## Dataset entries

+ + +

#![cfg(not(feature = "loom"))]

use recring::{frame_len, status_code, Error, HeapRegion, PeekFlags, RingBuffer};

#[test]
fn basic_single_thread_roundtrip() {
    let backing = HeapRegion::new_zeroed(1024);
    let region = backing.region();
    let rb = RingBuffer::with_capacity(1024).expect("ring");

    rb.push(b"hello", &region).expect("push");

    let mut out = [0u8; 5];
    let len = rb.pop(&mut out, &region).expect("pop");
    assert_eq!(len, 5);
    assert_eq!(&out, b"hello");
}

#[test]
fn fifo_across_every_payload_size() {
    let backing = HeapRegion::new_zeroed(256);
    let region = backing.region();
    let rb = RingBuffer::with_capacity(256).unwrap();
    let mut out = vec![0u8; rb.max_payload()];

    // Two records in flight at a time so every size also lands across the
    // wrap boundary at some point.
    let mut pending = std::collections::VecDeque::new();
    for size in 0..=rb.max_payload() / 2 {
        let payload: Vec<u8> = (0..size).map(|i| (i * 7 + size) as u8).collect();
        while rb.push(&payload, &region) == Err(Error::Full) {
            let expected: Vec<u8> = pending.pop_front().unwrap();
            let len = rb.pop(&mut out, &region).unwrap();
            assert_eq!(&out[..len], &expected[..]);
        }
        pending.push_back(payload);
    }
    while let Some(expected) = pending.pop_front() {
        let len = rb.pop(&mut out, &region).unwrap();
        assert_eq!(&out[..len], &expected[..]);
    }

    assert_eq!(rb.pop(&mut out, &region), Err(Error::Empty));
    assert_eq!(rb.occupied(), 0);
}

#[test]
fn largest_record_fills_the_ring() {
    let backing = HeapRegion::new_zeroed(128);
    let region = backing.region();
    let rb = RingBuffer::with_capacity(128).unwrap();
    let mut out = vec![0u8; 128];

    for round in 0..4u8 {
        let payload = vec![round; rb.max_payload()];
        rb.push(&payload, &region).unwrap();
        assert_eq!(rb.available(), 0);
        assert_eq!(rb.push(&[], &region), Err(Error::Full));

        let len = rb.pop(&mut out, &region).unwrap();
        assert_eq!(&out[..len], &payload[..]);
    }
}

#[test]
fn full_never_corrupts_unread_records() {
    let backing = HeapRegion::new_zeroed(64);
    let region = backing.region();
    let rb = RingBuffer::with_capacity(64).unwrap();

    rb.push(&[0xAA; 30], &region).unwrap();
    for size in [27, 30, 40, 56] {
        assert_eq!(rb.push(&vec![0xBB; size], &region), Err(Error::Full));
    }

    let mut out = [0u8; 64];
    let len = rb.pop(&mut out, &region).unwrap();
    assert_eq!(&out[..len], &[0xAA; 30]);
}

#[test]
fn wrap_split_record_is_reassembled() {
    let backing = HeapRegion::new_zeroed(128);
    let region = backing.region();
    let rb = RingBuffer::with_capacity(128).unwrap();
    let mut out = [0u8; 128];

    // Leave the cursors 24 bytes before the end.
    rb.push(&[0u8; 96], &region).unwrap();
    rb.pop(&mut out, &region).unwrap();
    assert_eq!(rb.status().cons_tail, frame_len(96) as u64);

    let payload: Vec<u8> = (0..60).collect();
    rb.push(&payload, &region).unwrap();

    let record = rb.peek(PeekFlags::empty(), &region).unwrap();
    let (first, second) = record.as_slices();
    assert_eq!(first.len(), 16);
    assert_eq!(second.len(), 44);
    assert_eq!([first, second].concat(), payload);
    drop(record);

    rb.push(&payload, &region).unwrap();
    let len = rb.pop(&mut out, &region).unwrap();
    assert_eq!(&out[..len], &payload[..]);
}

#[test]
fn contiguous_peek_falls_back_to_pop() {
    let backing = HeapRegion::new_zeroed(64);
    let region = backing.region();
    let rb = RingBuffer::with_capacity(64).unwrap();
    let mut out = [0u8; 64];

    rb.push(&[0u8; 40], &region).unwrap();
    rb.pop(&mut out, &region).unwrap();
    rb.push(b"split across the end", &region).unwrap();

    let err = rb.peek(PeekFlags::CONTIGUOUS, &region).unwrap_err();
    assert_eq!(err, Error::Fragmented { len: 20 });
    assert_eq!(status_code::<()>(&Err(err)), -2);

    let len = rb.pop(&mut out, &region).unwrap();
    assert_eq!(&out[..len], b"split across the end");
}

#[test]
fn buffer_too_small_keeps_the_record() {
    let backing = HeapRegion::new_zeroed(256);
    let region = backing.region();
    let rb = RingBuffer::with_capacity(256).unwrap();

    rb.push(&[5u8; 100], &region).unwrap();
    rb.push(&[6u8; 10], &region).unwrap();

    let mut small = [0u8; 99];
    let result = rb.pop(&mut small, &region);
    assert_eq!(result, Err(Error::BufferTooSmall { needed: 100 }));
    assert_eq!(status_code(&result), -2);

    let mut out = [0u8; 100];
    assert_eq!(rb.pop(&mut out, &region), Ok(100));
    assert_eq!(out, [5u8; 100]);
    assert_eq!(rb.pop(&mut out, &region), Ok(10));
}

#[test]
fn control_block_and_storage_in_separate_regions() {
    let control = HeapRegion::new_zeroed(1024);
    let backing = HeapRegion::new_zeroed(512);
    let region = backing.region();

    let producer_view =
        unsafe { RingBuffer::init_in(control.region(), 0, recring::Config::new(512)) }.unwrap();
    let consumer_view = unsafe { RingBuffer::attach(control.region(), 0) }.unwrap();

    for i in 0..100u32 {
        producer_view.push(&i.to_le_bytes(), &region).unwrap();
        let mut out = [0u8; 4];
        assert_eq!(consumer_view.pop(&mut out, &region), Ok(4));
        assert_eq!(u32::from_le_bytes(out), i);
    }
    assert_eq!(producer_view.occupied(), 0);
}
use bitflags::bitflags;

use crate::error::Error;
use crate::frame::{MIN_CAPACITY, RECORD_ALIGN};

/// How many threads may drive one side of the ring at once.
#[repr(u32)]
#[derive(Debug, Clone, Copy, PartialEq, Eq, Default)]
pub enum Concurrency {
    /// Exactly one thread at a time. Cursors are advanced with plain stores.
    Single = 0,
    /// Any number of threads. Cursors are claimed with compare-exchange.
    #[default]
    Multi = 1,
}

/// Construction parameters for a [`RingBuffer`](crate::RingBuffer).
#[derive(Debug, Clone, Copy, PartialEq, Eq)]
pub struct Config {
    pub(crate) capacity: u64,
    pub(crate) producers: Concurrency,
    pub(crate) consumers: Concurrency,
}

impl Config {
    /// A multi-producer, multi-consumer ring of `capacity` bytes.
    pub fn new(capacity: usize) -> Self {
        Self {
            capacity: capacity as u64,
            producers: Concurrency::Multi,
            consumers: Concurrency::Multi,
        }
    }

    /// Selects the single-producer fast path.
    ///
    /// # Safety
    ///
    /// At most one thread may call `push` on the resulting ring at any time.
    /// Concurrent pushes would write the same bytes.
    pub unsafe fn single_producer(mut self) -> Self {
        self.producers = Concurrency::Single;
        self
    }

    /// Selects the single-consumer fast path.
    ///
    /// # Safety
    ///
    /// At most one thread may call `pop` or `peek` on the resulting ring at
    /// any time. Concurrent consumers could be handed the same record and
    /// release space still being read.
    pub unsafe fn single_consumer(mut self) -> Self {
        self.consumers = Concurrency::Single;
        self
    }

    /// Capacity in bytes.
    pub fn capacity(&self) -> usize {
        self.capacity as usize
    }

    /// Producer-side mode.
    pub fn producers(&self) -> Concurrency {
        self.producers
    }

    /// Consumer-side mode.
    pub fn consumers(&self) -> Concurrency {
        self.consumers
    }

    pub(crate) fn validate(&self) -> Result<(), Error> {
        if self.capacity < MIN_CAPACITY || self.capacity % RECORD_ALIGN as u64 != 0 {
            return Err(Error::InvalidCapacity {
                capacity: self.capacity,
            });
        }
        Ok(())
    }

    /// Packs the concurrency modes into one word for the control block.
    pub(crate) fn mode_bits(&self) -> u32 {
        (self.producers as u32) | ((self.consumers as u32) << 1)
    }

    pub(crate) fn from_parts(capacity: u64, mode: u32) -> Self {
        let side = |bit: u32| {
            if mode & bit != 0 {
                Concurrency::Multi
            } else {
                Concurrency::Single
            }
        };
        Self {
            capacity,
            producers: side(1),
            consumers: side(2),
        }
    }
}

bitflags! {
    /// Options for [`RingBuffer::peek`](crate::RingBuffer::peek).
    #[derive(Debug, Clone, Copy, PartialEq, Eq, Default)]
    pub struct PeekFlags: u32 {
        /// Refuse records whose payload wraps the end of the region, returning
        /// [`Error::Fragmented`] without claiming them.
        const CONTIGUOUS = 1 << 0;
    }
}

+ + +

Given the records above, return exactly the lines starting at the line containing "at some point." and ending at the line containing "let expected: Vec<u8>", including both.

## Your solution
    // wrap boundary at some point.
    let mut pending = std::collections::VecDeque::new();
    for size in 0..=rb.max_payload() / 2 {
        let payload: Vec<u8> = (0..size).map(|i| (i * 7 + size) as u8).collect();
        while rb.push(&payload, &region) == Err(Error::Full) {
            let expected: Vec<u8> = pending.pop_front().unwrap();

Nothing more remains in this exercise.